Actually, my contact at the factory inquired especially whether I planned on using any other cables. I most certainly did not.
Quelle horreur. At $2'000, I expected not only a top-notch stock wire. I expected one that'd be an intrinsic part of the final product's voicing. With its silver-coated mono-crystal copper conductors sourced from one of the very few remaining mills which cast such wire, there'd be no holy roller second-guessing from me.

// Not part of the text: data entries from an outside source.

/// Key used for exact price lookups: surrounding whitespace trimmed, lowercased.
///
/// Internal whitespace is left alone, so `"copper  wire"` and `"copper wire"`
/// are different keys.
pub fn normalize_material_name(name: &str) -> String {
    name.trim().to_lowercase()
}

/// Parses a price-sheet number such as `"$1,250.50"`, `"12.5%"` or `"3"`.
pub fn parse_amount(raw: &str) -> Option<f64> {
    let cleaned: String = raw
        .trim()
        .trim_end_matches('%')
        .trim_start_matches(|c: char| matches!(c, '$' | '€' | '£'))
        .chars()
        .filter(|c| *c != ',' && !c.is_whitespace())
        .collect();
    if cleaned.is_empty() {
        return None;
    }
    cleaned.parse::<f64>().ok().filter(|value| value.is_finite())
}

#[cfg(test)]
mod tests {
    use super::*;
    use proptest::prelude::*;

    #[test]
    fn trims_and_lowercases() {
        assert_eq!(normalize_material_name(" Copper Wire "), "copper wire");
        assert_eq!(
            normalize_material_name(" Copper Wire "),
            normalize_material_name("copper wire")
        );
    }

    #[test]
    fn internal_whitespace_is_significant() {
        assert_ne!(
            normalize_material_name("Copper  Wire"),
            normalize_material_name("Copper Wire")
        );
    }

    #[test]
    fn parses_decorated_amounts() {
        assert_eq!(parse_amount("$1,250.50"), Some(1250.5));
        assert_eq!(parse_amount("12.5%"), Some(12.5));
        assert_eq!(parse_amount(" 3 "), Some(3.0));
        assert_eq!(parse_amount(""), None);
        assert_eq!(parse_amount("n/a"), None);
    }

    proptest! {
        #[test]
        fn normalization_is_idempotent(name in "[ A-Za-z0-9-]{0,32}") {
            let once = normalize_material_name(&name);
            prop_assert_eq!(normalize_material_name(&once), once.clone());
        }

        #[test]
        fn padding_never_changes_the_key(name in "[A-Za-z][A-Za-z0-9 ]{0,24}[A-Za-z0-9]", pad in 0usize..4) {
            let padded = format!("{}{}{}", " ".repeat(pad), name.to_uppercase(), "\t".repeat(pad));
            prop_assert_eq!(normalize_material_name(&padded), normalize_material_name(&name));
        }
    }
}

As an in-ear monitor, mobile ambitions are obviously paramount for the RE2000. Hence the responsive 103dB sensitivity spec. It'll go plenty loud even off a smartphone. Impedance is a friendly 60Ω, claimed response 5Hz-20kHz, weight 31.8g (13.8 for the monitors, 23 for the cable). As to what kind of rubbery tips, brushes and carrying pouch come with, I'd have to wait for actual delivery.

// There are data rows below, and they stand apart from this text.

use std::collections::hash_map::DefaultHasher;
use std::hash::{Hash, Hasher};

const BLANK_TOKEN: &str = "\u{0}blank";

#[derive(Debug, Clone, Copy)]
pub struct HashEmbedderConfig {
    pub dimensions: usize,
    pub seed: u64,
}

impl Default for HashEmbedderConfig {
    fn default() -> Self {
        Self {
            dimensions: 768,
            seed: 1337,
        }
    }
}

/// Bag-of-tokens embedder: each lowercased token bumps one hashed bucket,
/// then the vector is L2-normalized. Deterministic across processes.
///
/// Text without tokens maps to a fixed unit vector rather than all zeros,
/// which managed indexes reject on upsert.
#[derive(Debug, Clone)]
pub struct HashEmbedder {
    config: HashEmbedderConfig,
}

impl HashEmbedder {
    pub fn new(config: HashEmbedderConfig) -> Self {
        Self { config }
    }

    pub fn dimensions(&self) -> usize {
        self.config.dimensions.max(1)
    }

    pub fn embed_text(&self, text: &str) -> Vec<f32> {
        let dims = self.dimensions();
        let mut vector = vec![0f32; dims];
        for token in text.split_whitespace() {
            let bucket = self.bucket_for(token);
            vector[bucket] += 1.0;
        }
        if vector.iter().all(|v| *v == 0.0) {
            vector[self.bucket_for(BLANK_TOKEN)] = 1.0;
        }
        normalize(&mut vector);
        vector
    }

    fn bucket_for(&self, token: &str) -> usize {
        let mut hasher = DefaultHasher::new();
        hasher.write_u64(self.config.seed);
        token.to_lowercase().hash(&mut hasher);
        (hasher.finish() as usize) % self.dimensions()
    }
}

fn normalize(vector: &mut [f32]) {
    let norm = vector.iter().map(|v| v * v).sum::<f32>().sqrt();
    if norm == 0.0 {
        return;
    }
    for value in vector.iter_mut() {
        *value /= norm;
    }
}

#[cfg(test)]
mod tests {
    use super::*;

    #[test]
    fn embeddings_are_unit_length_and_stable() {
        let embedder = HashEmbedder::new(HashEmbedderConfig {
            dimensions: 32,
            seed: 7,
        });
        let a = embedder.embed_text("10m Copper wire");
        let b = embedder.embed_text("10m copper WIRE");
        assert_eq!(a.len(), 32);
        assert_eq!(a, b);
        let norm: f32 = a.iter().map(|v| v * v).sum::<f32>().sqrt();
        assert!((norm - 1.0).abs() < 1e-5);
    }

    #[test]
    fn blank_text_is_never_the_zero_vector() {
        let embedder = HashEmbedder::new(HashEmbedderConfig::default());
        for text in ["", "   ", "\t\n"] {
            let vector = embedder.embed_text(text);
            assert!(vector.iter().any(|v| *v != 0.0));
            let norm: f32 = vector.iter().map(|v| v * v).sum::<f32>().sqrt();
            assert!((norm - 1.0).abs() < 1e-5);
        }
        assert_eq!(embedder.embed_text(""), embedder.embed_text("  "));
    }
}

Those with runaway fears—that HifiMan's pricing keeps escalating—would, in the later part of 2017, see affordable HifiMan Bluetooth headphones, even miniature loudspeakers. The first part of 2017 was squarely dedicated to rolling out the $50'000
Shangri-La electrostatic flagship with 4 x 300B amplifier; the $6'000
Susvara planarmagnetic flagship with stealth-magnet array; and today's $2'000 RE2000 flagship IEM. With that, flagship harbour should be closed for the season.
The arms race. The trend for exotic IEMs has been multiple balanced armature drivers with up to 4-way crossovers; perhaps to distinguish them from the sameness of a single dynamic driver (what would be a basic two-way monitor in hifi where 'more serious' equates to 3-way and 4-way boxes). Or like the digital arms race with ever higher sample rates, state-of-the-art IEMs have played the numbers games with rising complexity. But not everywhere. Campfire Audio for example have ambitious in-ears with dynamic Beryllium or non-crystalline diamond drivers.